VENICE, CA— When carving a new path, the pioneering spirit rests with those who take the first step and lead others in a new direction. To create California’s first Platinum LEED (The Leadership in Energy and Environmental Design) home, that responsibility fell on the shoulders of Tom Schey, president of Minimal Productions, LLC.
Along with partner and environmentalist Kelly Meyer and environmental architect Melinda Gray, Schey created project7ten, a conventional constructed home at 710 Milwood Ave. in Venice. The contemporary home, which integrates green, sustainable and recycled products, proves to home builders and homeowners that being environmentally conscious does not have to sacrifice great design.
The home was open to the public during the fall, with the majority of the proceeds being donated to Healthy Child Healthy World (HCHW), an organization dedicated to educating the public about environmental toxins that affect children’s health.
Clean and Green
The kitchen at project7ten is very straight and lineal, a design that Schey favors. “When building houses, I try to create kitchens that have as few returns and corners as possible,” he comments. “I believe it creates a more efficient kitchen that provides access to everything when you have a big, long island in front of a long row of cabinets.”
The cabinets here are bamboo fascia, and run 18' along the rear wall, with a 14' island opposite with open shelving for pots and pans. An appliance garage with metal tambour door is also featured to the right of the main sink along the rear wall. “But I don’t like to overload the kitchen with cabinets,” Schey notes.
As part of that belief, he leans toward the use of pantries whenever possible, as is the case with this showhouse kitchen. “With the way people live, having food and small appliances stored in a bunch of cabinets in the kitchen isn’t as practical as keeping the room open and then having a large pantry,” he offers. “A pantry is just so much more orderly. You can see what’s there instead of dealing with cabinets that have limited access.”
This type of layout not only provides easier access, Schey says, but allows for seamless passageways between one living area and the next. “So, the kitchen at 710 is without walls and barriers. It is located right next to a dining area as well as a large seating area, all of which overlook the indoor/outdoor garden that we created,” he states.
That outdoor area, which is easily accessible from the kitchen, features a cooking area that includes a GE Monogram 36" Natural Gas Grill. The outdoor cooking center allows homeowners to take advantage of the Southern California weather.

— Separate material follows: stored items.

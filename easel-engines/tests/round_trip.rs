//! Translation properties shared by every engine.

use easel_core::{
    AdapterRegistry, Bounds, Document, Engine, ImageStatus, Object, ObjectProps, SceneAdapter,
    ShapeKind,
};
use easel_engines::{default_registry, FabricEngine, KonvaEngine};
use proptest::prelude::*;

fn arb_bounds() -> impl Strategy<Value = Bounds> {
    (0u16..1000, 0u16..1000, 1u16..500, 1u16..500).prop_map(|(x, y, w, h)| {
        Bounds::new(f64::from(x), f64::from(y), f64::from(w), f64::from(h))
    })
}

fn arb_leaf() -> impl Strategy<Value = Object> {
    let text = ("[a-zA-Z ]{0,16}", any::<bool>()).prop_map(|(content, bound)| {
        let object = Object::text(content).with_role("body");
        if bound {
            object.with_binding("field")
        } else {
            object
        }
    });
    let image = ("[a-z]{1,8}", any::<bool>()).prop_map(|(asset, resolved)| {
        let mut object = Object::image(asset);
        if let ObjectProps::Image(props) = &mut object.props {
            if resolved {
                props.status = ImageStatus::Resolved;
                props.src = Some("https://cdn.example/a.png".to_string());
            }
        }
        object
    });
    let shape = prop::sample::select(vec![ShapeKind::Rect, ShapeKind::Ellipse, ShapeKind::Line])
        .prop_map(Object::shape);
    prop_oneof![text, image, shape]
}

fn arb_object() -> impl Strategy<Value = Object> {
    prop_oneof![
        3 => (arb_leaf(), arb_bounds()).prop_map(|(o, b)| o.with_bounds(b)),
        1 => prop::collection::vec((arb_leaf(), arb_bounds()), 1..3).prop_map(|children| {
            Object::group(children.into_iter().map(|(o, b)| o.with_bounds(b)).collect())
        }),
    ]
}

fn arb_document() -> impl Strategy<Value = Document> {
    prop::collection::vec(arb_object(), 0..8).prop_map(|objects| {
        let mut doc = Document::new("Generated");
        let page = doc.first_page_id().expect("page").clone();
        for (z, object) in objects.into_iter().enumerate() {
            let z = i32::try_from(z).expect("small");
            doc.add_object(&page, object.with_z_index(z)).expect("add");
        }
        doc
    })
}

fn stable<E: Engine>(engine: &E, doc: &Document) -> bool {
    let scene = engine.from_canonical(doc);
    let back = engine.to_canonical(&scene).expect("to canonical");
    engine.from_canonical(&back) == scene
}

proptest! {
    #[test]
    fn fabric_translation_is_stable(doc in arb_document()) {
        prop_assert!(stable(&FabricEngine::new(), &doc));
    }

    #[test]
    fn konva_translation_is_stable(doc in arb_document()) {
        prop_assert!(stable(&KonvaEngine::new(), &doc));
    }

    #[test]
    fn fabric_translation_is_lossless(doc in arb_document()) {
        let engine = FabricEngine::new();
        let back = engine.to_canonical(&engine.from_canonical(&doc)).expect("to canonical");
        prop_assert!(back.same_content(&doc));
    }

    #[test]
    fn every_registered_adapter_mirrors_the_document(doc in arb_document()) {
        let registry: AdapterRegistry = default_registry();
        let page = doc.first_page_id().expect("page").clone();
        for name in registry.names() {
            let mut adapter = registry.create(name).expect("registered");
            adapter.load(&doc, &page);
            let snapshot = adapter.snapshot().expect("snapshot");
            prop_assert_eq!(snapshot.object_ids().len(), doc.object_ids().len());
        }
    }
}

Appliances within the kitchen, which are all Energy Star rated, include a 48" Built-In GE Monogram refrigerator at the far right end of the rear wall; a 30" GE Electronic Wall Oven with Trivection technology, 30" Built-In GE Advantium Oven and 30" GE Warming Drawer at the far left side of the rear wall, and a GE Monogram dishwasher to the left of the Kohler stainless steel sink and faucet in the center.
A 36" Professional 4-Burner Cooktop with Grill is featured on the island, topped with a 36" Slide Out Hood – both from GE. A long, architectural, narrow prep sink and faucet from Kohler are also part of the island’s design.

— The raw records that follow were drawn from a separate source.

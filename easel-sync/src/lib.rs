//! # Easel Sync
//!
//! Asynchronous collaborators of the editor core.
//!
//! - [`AutosaveHandle`]: debounced saves with retry, stale-response discard
//!   and a sticky version conflict
//! - [`PersistenceApi`]: the store behind auto-save, with an HTTP client and
//!   an in-memory implementation
//! - [`EditorSession`]: an editor context whose async work re-enters as
//!   commands

#![forbid(unsafe_code)]
#![warn(missing_docs)]
#![deny(clippy::all)]
#![deny(clippy::pedantic)]
#![allow(clippy::module_name_repetitions)]

pub mod autosave;
pub mod error;
pub mod metrics;
pub mod persistence;
pub mod session;

pub use autosave::{
    AutosaveConfig, AutosaveHandle, AutosaveNotifier, AutosaveState, AutosaveStatus, RetryConfig,
    DEFAULT_DEBOUNCE,
};
pub use error::{AssetError, PersistenceError};
pub use persistence::{
    DocumentSummary, HttpPersistence, MemoryPersistence, PersistenceApi, SaveReceipt,
};
pub use session::{AssetResolver, EditorSession, UrlPrefixResolver};
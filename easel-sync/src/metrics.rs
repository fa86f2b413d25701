//! Metrics for auto-save.

use metrics::counter;

const SAVES_TOTAL: &str = "easel_autosave_saves_total";
const SAVE_RETRIES_TOTAL: &str = "easel_autosave_retries_total";
const ASSET_RESOLUTIONS_TOTAL: &str = "easel_asset_resolutions_total";

/// Record a save outcome ("saved", "conflict", "failed" or "stale").
pub fn record_save(outcome: &'static str) {
    counter!(SAVES_TOTAL, "outcome" => outcome).increment(1);
}

/// Record a retried save attempt.
pub fn record_retry() {
    counter!(SAVE_RETRIES_TOTAL).increment(1);
}

/// Record an asset resolution outcome ("resolved" or "failed").
pub fn record_asset_resolution(outcome: &'static str) {
    counter!(ASSET_RESOLUTIONS_TOTAL, "outcome" => outcome).increment(1);
}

All of the island offerings are set into a long expanse of CaesarStone in its vivid Apple Martini shade. The color ties into the overall green theme of the home, and is the place where the home’s creators had some fun. The material is also used as the backsplash along the rear wall, contrasting against rear CaesarStone counters in Concrete.

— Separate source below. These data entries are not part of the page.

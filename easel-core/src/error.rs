//! Error types for document editing.

use thiserror::Error;

use crate::document::PageId;
use crate::object::ObjectId;

/// Result type for editor operations.
pub type EditorResult<T> = Result<T, EditorError>;

/// Errors surfaced by the editing pipeline.
#[derive(Debug, Error)]
pub enum EditorError {
    /// A document, page or object failed an invariant check.
    #[error("Validation failed: {0}")]
    Validation(#[from] ValidationError),

    /// A command selector matched no object.
    #[error("Target not found: {0}")]
    TargetNotFound(String),

    /// The parser found no rule for the instruction.
    #[error("Unsupported command: {0}")]
    UnsupportedCommand(String),

    /// A native scene could not be translated.
    #[error("Adapter translation failed: {0}")]
    Translation(#[from] TranslationError),

    /// No adapter factory is registered under the name.
    #[error("Unknown engine '{name}' (available: {available})")]
    UnknownEngine {
        /// Requested engine name.
        name: String,
        /// Comma separated registered names.
        available: String,
    },

    /// Document serialization/deserialization error.
    #[error("Serialization error: {0}")]
    Serialization(#[from] serde_json::Error),
}

impl EditorError {
    /// Whether the error means the command was rejected with the document untouched.
    #[must_use]
    pub fn is_rejection(&self) -> bool {
        matches!(
            self,
            Self::Validation(_) | Self::TargetNotFound(_) | Self::UnsupportedCommand(_)
        )
    }
}

/// Malformed document or object construction.
#[derive(Debug, Clone, PartialEq, Error)]
pub enum ValidationError {
    /// Bounds contain NaN or infinity.
    #[error("object {0} has non-finite bounds")]
    NonFiniteBounds(ObjectId),

    /// Bounds contain a negative component.
    #[error("object {0} has negative bounds")]
    NegativeBounds(ObjectId),

    /// An id is already used elsewhere in the document.
    #[error("duplicate object id: {0}")]
    DuplicateId(ObjectId),

    /// A page id is used twice.
    #[error("duplicate page id: {0}")]
    DuplicatePage(PageId),

    /// The referenced object does not exist.
    #[error("unknown object: {0}")]
    UnknownObject(ObjectId),

    /// The referenced page does not exist.
    #[error("unknown page: {0}")]
    UnknownPage(PageId),

    /// The object exists but is not a group.
    #[error("object {0} is not a group")]
    NotAGroup(ObjectId),

    /// A property value is out of range or not applicable.
    #[error("invalid property on {id}: {reason}")]
    InvalidProperty {
        /// Offending object.
        id: ObjectId,
        /// What was wrong.
        reason: String,
    },

    /// A page has invalid dimensions or attributes.
    #[error("invalid page {id}: {reason}")]
    InvalidPage {
        /// Offending page.
        id: PageId,
        /// What was wrong.
        reason: String,
    },

    /// A command argument is invalid regardless of target.
    #[error("invalid argument: {0}")]
    InvalidArgument(String),

    /// A document must contain at least one page.
    #[error("document has no pages")]
    NoPages,
}

/// A native structure could not be represented canonically, or vice versa.
///
/// Node-level translation errors are logged and the node or field dropped;
/// only structural errors abort a translation.
#[derive(Debug, Clone, PartialEq, Error)]
pub enum TranslationError {
    /// The native node type has no canonical counterpart.
    #[error("{engine}: unsupported node type '{kind}'")]
    UnknownNode {
        /// Engine name.
        engine: &'static str,
        /// Native type string.
        kind: String,
    },

    /// A canonical field has no native counterpart.
    #[error("{engine}: field '{field}' is not supported")]
    UnsupportedField {
        /// Engine name.
        engine: &'static str,
        /// Canonical field name.
        field: &'static str,
    },

    /// A native node required by a patch is missing.
    #[error("{engine}: no native node for object {id}")]
    NodeNotFound {
        /// Engine name.
        engine: &'static str,
        /// Canonical id.
        id: ObjectId,
    },

    /// A native page/layer required by a patch is missing.
    #[error("{engine}: no native page {id}")]
    PageNotFound {
        /// Engine name.
        engine: &'static str,
        /// Canonical page id.
        id: PageId,
    },

    /// The native payload is structurally unusable.
    #[error("{engine}: malformed native data: {reason}")]
    Malformed {
        /// Engine name.
        engine: &'static str,
        /// Description.
        reason: String,
    },
}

And, though Schey points out that CaesarStone is not a typical green product because it is not recycled and isn’t a sustainable material, “it has another quality that is incredibly green, which is durability,” he stresses. The company also maintains eco-friendly manufacturing processes, which makes it a strong choice for green projects.
The island features a cantilevered seating area made from Paralam – a recycled board that is milled down and finished. “It gives the whole island texture,” stresses Schey.
An exposed Paralam beam on a portion of the ceiling mirrors the eating area of the island.
The room’s design – linear with no returns and walls – took advantage of the natural light, a significant green design element.
“There is natural light behind the cabinets and along the counter wall,” Schey explains. “The kitchen is surrounded by three areas of natural light.
And, according to Schey, the lighting fixtures that were placed throughout the room are very energy advanced.
“The pendant lights located over the island are LED, which should have a life expectancy of 15 years. They put off no heat and use very little energy,” he notes. “And, hanging fluorescents encased in aluminum hang over the cook area.
The cement flooring is highly durable and features significant recycled content. “It also has embedded radiant heat, which makes it comfortable to walk around barefoot,” notes Schey. It is sealed in a non-toxic satin sheen.